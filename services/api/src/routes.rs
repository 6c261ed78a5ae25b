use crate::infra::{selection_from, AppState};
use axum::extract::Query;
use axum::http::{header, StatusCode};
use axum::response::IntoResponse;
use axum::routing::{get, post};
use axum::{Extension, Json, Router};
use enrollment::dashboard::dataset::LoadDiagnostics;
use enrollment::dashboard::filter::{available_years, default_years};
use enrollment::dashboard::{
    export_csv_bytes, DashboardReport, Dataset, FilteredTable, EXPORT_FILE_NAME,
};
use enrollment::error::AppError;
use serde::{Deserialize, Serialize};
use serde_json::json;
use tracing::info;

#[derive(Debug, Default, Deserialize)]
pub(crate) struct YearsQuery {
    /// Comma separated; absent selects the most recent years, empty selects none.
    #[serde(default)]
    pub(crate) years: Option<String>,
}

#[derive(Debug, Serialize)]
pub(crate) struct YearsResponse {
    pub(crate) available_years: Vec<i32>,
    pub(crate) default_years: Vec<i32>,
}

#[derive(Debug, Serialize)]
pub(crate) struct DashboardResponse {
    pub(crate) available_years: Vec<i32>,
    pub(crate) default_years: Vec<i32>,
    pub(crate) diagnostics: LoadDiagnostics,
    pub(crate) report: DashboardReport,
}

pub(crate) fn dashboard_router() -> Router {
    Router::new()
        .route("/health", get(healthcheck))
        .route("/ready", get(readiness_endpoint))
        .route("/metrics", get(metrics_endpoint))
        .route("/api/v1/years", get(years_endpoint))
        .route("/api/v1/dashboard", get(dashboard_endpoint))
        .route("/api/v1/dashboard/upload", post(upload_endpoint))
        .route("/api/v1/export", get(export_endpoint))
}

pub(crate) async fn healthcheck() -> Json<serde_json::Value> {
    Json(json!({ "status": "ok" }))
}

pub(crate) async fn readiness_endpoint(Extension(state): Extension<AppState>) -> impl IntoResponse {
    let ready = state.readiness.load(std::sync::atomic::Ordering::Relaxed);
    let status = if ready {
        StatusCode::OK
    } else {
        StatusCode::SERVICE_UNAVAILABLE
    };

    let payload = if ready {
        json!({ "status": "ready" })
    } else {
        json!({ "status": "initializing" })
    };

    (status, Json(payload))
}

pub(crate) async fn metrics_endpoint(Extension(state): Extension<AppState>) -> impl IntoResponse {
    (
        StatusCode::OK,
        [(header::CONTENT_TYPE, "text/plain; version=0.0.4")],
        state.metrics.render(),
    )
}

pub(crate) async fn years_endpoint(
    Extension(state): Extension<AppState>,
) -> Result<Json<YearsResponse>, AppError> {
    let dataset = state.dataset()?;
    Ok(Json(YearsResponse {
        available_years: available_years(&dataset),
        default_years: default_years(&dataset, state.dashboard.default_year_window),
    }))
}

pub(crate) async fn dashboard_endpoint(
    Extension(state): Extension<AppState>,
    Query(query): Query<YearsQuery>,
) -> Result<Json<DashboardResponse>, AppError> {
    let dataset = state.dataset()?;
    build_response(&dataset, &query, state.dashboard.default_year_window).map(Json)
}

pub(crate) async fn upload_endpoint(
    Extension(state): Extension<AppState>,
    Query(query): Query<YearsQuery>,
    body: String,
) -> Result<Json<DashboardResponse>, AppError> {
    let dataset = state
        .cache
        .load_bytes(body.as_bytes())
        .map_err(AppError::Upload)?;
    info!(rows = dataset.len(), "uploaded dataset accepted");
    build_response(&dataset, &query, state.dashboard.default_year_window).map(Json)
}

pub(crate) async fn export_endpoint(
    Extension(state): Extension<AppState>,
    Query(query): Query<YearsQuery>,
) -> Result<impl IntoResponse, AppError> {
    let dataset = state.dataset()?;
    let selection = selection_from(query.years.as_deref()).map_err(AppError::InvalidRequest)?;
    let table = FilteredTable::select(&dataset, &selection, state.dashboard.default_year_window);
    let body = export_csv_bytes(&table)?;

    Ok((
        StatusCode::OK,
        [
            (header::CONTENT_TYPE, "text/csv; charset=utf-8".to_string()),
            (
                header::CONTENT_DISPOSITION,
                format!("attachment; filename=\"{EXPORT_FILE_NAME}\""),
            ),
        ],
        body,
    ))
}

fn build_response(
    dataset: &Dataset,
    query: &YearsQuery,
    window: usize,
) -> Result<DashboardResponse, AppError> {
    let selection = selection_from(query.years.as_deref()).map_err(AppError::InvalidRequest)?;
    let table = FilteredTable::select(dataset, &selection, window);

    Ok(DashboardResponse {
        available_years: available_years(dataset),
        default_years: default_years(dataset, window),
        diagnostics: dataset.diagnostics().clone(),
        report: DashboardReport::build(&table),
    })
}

════════════════════

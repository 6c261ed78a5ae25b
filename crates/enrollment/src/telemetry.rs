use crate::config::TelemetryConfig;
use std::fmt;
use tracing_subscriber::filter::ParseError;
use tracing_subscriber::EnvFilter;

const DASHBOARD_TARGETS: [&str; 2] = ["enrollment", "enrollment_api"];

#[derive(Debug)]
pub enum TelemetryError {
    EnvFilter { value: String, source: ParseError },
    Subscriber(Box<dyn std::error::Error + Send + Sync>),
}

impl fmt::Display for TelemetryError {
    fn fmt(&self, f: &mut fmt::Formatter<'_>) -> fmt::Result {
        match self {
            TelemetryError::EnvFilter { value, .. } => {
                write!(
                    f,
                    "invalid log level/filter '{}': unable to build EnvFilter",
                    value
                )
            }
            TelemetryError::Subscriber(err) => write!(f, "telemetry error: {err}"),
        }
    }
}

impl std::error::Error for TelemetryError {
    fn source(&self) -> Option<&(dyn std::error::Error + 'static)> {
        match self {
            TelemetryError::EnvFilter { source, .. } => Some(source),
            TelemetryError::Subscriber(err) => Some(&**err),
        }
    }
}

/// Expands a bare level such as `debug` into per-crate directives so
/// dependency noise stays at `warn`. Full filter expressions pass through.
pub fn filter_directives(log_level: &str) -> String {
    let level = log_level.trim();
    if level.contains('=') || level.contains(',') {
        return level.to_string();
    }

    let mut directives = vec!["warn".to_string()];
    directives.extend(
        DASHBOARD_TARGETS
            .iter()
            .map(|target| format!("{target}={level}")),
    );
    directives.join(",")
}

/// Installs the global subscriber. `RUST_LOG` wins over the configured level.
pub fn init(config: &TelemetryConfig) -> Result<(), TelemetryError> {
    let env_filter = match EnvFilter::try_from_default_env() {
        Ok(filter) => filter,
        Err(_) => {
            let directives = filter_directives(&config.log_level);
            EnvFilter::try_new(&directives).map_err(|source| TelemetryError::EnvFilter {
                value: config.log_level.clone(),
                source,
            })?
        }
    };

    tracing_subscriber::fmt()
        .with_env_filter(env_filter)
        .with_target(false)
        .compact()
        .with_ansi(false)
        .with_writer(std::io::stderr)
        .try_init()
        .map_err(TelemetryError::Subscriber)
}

════════════════════

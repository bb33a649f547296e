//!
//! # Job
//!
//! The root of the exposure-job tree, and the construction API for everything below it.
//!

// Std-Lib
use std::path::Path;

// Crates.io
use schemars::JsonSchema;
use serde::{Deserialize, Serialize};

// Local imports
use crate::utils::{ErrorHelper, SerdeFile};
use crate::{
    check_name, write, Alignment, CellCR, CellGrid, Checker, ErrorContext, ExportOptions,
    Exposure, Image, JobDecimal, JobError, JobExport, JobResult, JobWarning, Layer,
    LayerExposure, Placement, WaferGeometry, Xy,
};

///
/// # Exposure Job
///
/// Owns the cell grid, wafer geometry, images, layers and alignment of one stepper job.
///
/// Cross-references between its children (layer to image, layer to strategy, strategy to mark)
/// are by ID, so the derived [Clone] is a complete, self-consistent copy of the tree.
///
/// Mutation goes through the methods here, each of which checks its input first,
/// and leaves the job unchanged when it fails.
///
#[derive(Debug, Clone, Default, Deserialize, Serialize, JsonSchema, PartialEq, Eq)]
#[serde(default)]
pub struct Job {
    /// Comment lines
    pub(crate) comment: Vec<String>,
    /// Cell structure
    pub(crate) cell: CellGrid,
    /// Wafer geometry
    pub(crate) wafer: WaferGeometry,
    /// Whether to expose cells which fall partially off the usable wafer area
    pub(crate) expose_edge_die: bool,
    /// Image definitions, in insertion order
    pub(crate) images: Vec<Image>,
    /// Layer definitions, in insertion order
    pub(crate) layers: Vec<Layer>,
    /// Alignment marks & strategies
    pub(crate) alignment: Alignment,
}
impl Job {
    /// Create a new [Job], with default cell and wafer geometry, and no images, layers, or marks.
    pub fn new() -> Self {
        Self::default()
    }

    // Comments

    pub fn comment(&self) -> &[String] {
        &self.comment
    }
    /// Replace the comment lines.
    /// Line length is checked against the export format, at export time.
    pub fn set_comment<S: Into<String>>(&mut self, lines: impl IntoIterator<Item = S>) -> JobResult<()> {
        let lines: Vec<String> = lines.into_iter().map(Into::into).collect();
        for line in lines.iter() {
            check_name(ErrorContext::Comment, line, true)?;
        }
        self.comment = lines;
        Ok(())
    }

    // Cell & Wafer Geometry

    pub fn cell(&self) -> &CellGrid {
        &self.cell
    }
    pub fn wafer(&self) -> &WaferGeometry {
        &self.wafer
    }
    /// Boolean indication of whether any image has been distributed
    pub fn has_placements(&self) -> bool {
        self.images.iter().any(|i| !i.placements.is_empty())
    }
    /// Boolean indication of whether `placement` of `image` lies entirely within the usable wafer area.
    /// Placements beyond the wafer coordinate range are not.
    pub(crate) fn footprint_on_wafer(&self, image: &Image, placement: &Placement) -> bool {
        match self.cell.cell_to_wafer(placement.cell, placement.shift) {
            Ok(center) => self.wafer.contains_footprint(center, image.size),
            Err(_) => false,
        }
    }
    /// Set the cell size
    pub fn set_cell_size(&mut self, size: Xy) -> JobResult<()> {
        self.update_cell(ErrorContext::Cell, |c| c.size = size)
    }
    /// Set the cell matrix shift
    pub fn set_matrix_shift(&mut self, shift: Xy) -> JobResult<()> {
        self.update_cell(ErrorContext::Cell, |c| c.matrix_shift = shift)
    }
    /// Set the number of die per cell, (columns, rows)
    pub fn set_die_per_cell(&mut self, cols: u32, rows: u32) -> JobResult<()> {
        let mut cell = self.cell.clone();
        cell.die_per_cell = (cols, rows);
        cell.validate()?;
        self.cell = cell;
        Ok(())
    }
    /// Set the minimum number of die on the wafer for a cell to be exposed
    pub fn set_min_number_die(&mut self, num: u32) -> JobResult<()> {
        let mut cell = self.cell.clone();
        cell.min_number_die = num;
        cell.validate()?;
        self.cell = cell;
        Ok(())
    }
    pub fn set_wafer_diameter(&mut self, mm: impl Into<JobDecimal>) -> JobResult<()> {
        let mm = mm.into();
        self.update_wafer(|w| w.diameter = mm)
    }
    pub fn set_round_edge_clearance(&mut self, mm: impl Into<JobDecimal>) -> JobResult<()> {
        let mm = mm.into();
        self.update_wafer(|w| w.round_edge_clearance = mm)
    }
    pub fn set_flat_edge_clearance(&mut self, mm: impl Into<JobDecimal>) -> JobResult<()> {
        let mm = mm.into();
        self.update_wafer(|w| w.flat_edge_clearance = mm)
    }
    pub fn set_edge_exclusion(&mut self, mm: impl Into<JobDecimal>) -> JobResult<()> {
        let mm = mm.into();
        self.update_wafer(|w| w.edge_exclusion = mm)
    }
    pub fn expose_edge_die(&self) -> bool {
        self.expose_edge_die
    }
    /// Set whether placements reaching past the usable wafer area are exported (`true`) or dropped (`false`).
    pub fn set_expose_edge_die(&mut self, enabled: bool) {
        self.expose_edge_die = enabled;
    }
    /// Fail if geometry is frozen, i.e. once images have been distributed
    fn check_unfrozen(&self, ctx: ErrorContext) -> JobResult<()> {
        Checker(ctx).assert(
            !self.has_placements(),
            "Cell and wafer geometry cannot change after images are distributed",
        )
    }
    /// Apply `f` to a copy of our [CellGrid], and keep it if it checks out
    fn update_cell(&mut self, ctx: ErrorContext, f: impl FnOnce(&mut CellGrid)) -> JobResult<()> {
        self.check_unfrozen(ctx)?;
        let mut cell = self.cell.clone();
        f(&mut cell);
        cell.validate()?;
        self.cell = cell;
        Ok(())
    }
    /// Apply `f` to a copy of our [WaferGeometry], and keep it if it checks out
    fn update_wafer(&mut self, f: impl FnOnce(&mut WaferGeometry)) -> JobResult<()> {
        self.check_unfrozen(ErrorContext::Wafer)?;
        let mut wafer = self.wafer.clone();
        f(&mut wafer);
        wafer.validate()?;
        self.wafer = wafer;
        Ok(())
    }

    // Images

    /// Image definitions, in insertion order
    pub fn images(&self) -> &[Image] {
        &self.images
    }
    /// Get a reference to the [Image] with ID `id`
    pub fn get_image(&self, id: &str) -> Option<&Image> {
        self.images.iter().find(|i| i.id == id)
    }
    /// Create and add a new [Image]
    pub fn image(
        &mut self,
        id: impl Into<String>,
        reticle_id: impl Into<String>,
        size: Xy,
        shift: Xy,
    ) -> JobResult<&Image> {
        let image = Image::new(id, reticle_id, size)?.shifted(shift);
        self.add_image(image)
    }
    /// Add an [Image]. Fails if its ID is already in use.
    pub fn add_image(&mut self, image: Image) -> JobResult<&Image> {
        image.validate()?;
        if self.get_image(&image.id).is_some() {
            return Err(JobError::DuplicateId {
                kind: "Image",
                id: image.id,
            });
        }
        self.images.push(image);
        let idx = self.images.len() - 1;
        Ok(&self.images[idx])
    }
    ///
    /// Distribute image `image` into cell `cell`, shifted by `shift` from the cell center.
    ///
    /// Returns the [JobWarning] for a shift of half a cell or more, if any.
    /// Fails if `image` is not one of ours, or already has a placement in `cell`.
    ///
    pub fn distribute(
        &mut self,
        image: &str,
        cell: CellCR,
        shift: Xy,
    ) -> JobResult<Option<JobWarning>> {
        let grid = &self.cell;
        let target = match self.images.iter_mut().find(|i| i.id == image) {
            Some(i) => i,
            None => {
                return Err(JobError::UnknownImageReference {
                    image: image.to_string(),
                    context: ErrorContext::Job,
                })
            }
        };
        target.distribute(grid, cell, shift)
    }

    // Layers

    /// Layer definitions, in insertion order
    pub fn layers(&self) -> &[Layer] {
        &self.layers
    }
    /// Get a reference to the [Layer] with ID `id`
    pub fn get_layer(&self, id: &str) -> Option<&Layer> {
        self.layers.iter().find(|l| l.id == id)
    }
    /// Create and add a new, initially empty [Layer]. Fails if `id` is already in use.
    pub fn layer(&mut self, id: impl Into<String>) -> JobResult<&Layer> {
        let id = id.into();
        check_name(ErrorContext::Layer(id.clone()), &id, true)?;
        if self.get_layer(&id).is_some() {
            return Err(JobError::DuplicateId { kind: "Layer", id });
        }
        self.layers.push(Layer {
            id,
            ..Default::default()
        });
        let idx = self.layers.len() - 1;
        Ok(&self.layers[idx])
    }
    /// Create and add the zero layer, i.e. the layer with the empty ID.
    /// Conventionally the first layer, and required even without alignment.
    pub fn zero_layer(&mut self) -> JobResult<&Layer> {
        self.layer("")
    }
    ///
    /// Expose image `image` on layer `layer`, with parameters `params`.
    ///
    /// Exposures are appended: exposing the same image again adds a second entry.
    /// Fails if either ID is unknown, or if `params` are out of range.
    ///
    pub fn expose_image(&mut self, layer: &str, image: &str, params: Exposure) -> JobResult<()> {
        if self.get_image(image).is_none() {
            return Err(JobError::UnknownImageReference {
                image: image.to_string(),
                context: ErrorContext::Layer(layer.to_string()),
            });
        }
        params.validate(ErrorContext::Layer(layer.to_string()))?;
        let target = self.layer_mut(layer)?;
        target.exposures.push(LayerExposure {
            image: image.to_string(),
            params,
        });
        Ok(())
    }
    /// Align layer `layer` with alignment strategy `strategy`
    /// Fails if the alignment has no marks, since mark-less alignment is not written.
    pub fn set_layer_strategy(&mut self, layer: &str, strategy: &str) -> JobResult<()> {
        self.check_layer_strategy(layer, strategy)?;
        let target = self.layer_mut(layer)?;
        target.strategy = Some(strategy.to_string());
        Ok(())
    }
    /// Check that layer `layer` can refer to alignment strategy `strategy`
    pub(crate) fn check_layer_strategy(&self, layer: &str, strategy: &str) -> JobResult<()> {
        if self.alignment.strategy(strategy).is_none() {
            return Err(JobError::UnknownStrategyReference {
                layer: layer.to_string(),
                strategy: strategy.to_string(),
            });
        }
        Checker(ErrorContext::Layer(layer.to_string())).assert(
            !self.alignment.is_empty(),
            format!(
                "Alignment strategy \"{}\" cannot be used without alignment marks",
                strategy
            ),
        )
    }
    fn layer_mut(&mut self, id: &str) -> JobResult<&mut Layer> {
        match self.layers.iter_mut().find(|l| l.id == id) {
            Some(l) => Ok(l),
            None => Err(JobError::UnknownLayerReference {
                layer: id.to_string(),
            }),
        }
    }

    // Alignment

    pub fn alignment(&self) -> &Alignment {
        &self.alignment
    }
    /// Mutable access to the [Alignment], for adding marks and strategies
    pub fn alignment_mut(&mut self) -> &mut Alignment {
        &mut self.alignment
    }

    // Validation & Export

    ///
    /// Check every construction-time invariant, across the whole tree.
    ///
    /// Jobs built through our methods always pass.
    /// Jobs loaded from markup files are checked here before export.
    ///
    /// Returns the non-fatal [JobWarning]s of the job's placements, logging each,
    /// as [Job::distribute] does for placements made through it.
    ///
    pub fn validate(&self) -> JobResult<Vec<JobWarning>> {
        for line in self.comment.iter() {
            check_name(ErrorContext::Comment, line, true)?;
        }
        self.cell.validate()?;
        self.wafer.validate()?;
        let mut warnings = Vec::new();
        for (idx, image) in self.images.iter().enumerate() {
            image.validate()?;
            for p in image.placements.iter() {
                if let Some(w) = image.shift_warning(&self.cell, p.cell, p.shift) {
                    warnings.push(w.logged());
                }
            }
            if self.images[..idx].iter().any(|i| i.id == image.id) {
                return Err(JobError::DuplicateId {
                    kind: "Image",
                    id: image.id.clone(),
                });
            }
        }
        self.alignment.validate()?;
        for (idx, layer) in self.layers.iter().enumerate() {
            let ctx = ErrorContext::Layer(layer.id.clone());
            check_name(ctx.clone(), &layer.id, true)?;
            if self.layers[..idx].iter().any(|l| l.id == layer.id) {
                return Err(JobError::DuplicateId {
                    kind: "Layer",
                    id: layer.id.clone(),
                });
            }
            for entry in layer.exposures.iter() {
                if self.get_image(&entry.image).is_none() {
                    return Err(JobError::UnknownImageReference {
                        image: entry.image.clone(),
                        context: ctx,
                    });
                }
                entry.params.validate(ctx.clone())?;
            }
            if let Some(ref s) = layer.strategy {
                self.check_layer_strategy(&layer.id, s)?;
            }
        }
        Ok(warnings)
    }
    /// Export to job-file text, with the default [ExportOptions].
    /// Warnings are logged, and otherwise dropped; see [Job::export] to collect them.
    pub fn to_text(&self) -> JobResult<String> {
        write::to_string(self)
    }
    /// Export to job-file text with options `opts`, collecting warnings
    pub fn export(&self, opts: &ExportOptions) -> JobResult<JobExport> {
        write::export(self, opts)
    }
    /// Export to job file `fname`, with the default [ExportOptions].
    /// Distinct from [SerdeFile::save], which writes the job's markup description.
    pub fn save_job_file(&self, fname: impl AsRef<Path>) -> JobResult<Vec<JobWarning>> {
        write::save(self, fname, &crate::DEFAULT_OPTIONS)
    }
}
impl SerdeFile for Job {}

════════════════════

> [What you need to do]
All lines in the listing above from the line containing "pub fn set_layer_strategy(&mut" to the line containing "Check that layer", inclusive, should be retyped exactly; no other lines should appear.

> [Output for this task]
    pub fn set_layer_strategy(&mut self, layer: &str, strategy: &str) -> JobResult<()> {
        self.check_layer_strategy(layer, strategy)?;
        let target = self.layer_mut(layer)?;
        target.strategy = Some(strategy.to_string());
        Ok(())
    }
    /// Check that layer `layer` can refer to alignment strategy `strategy`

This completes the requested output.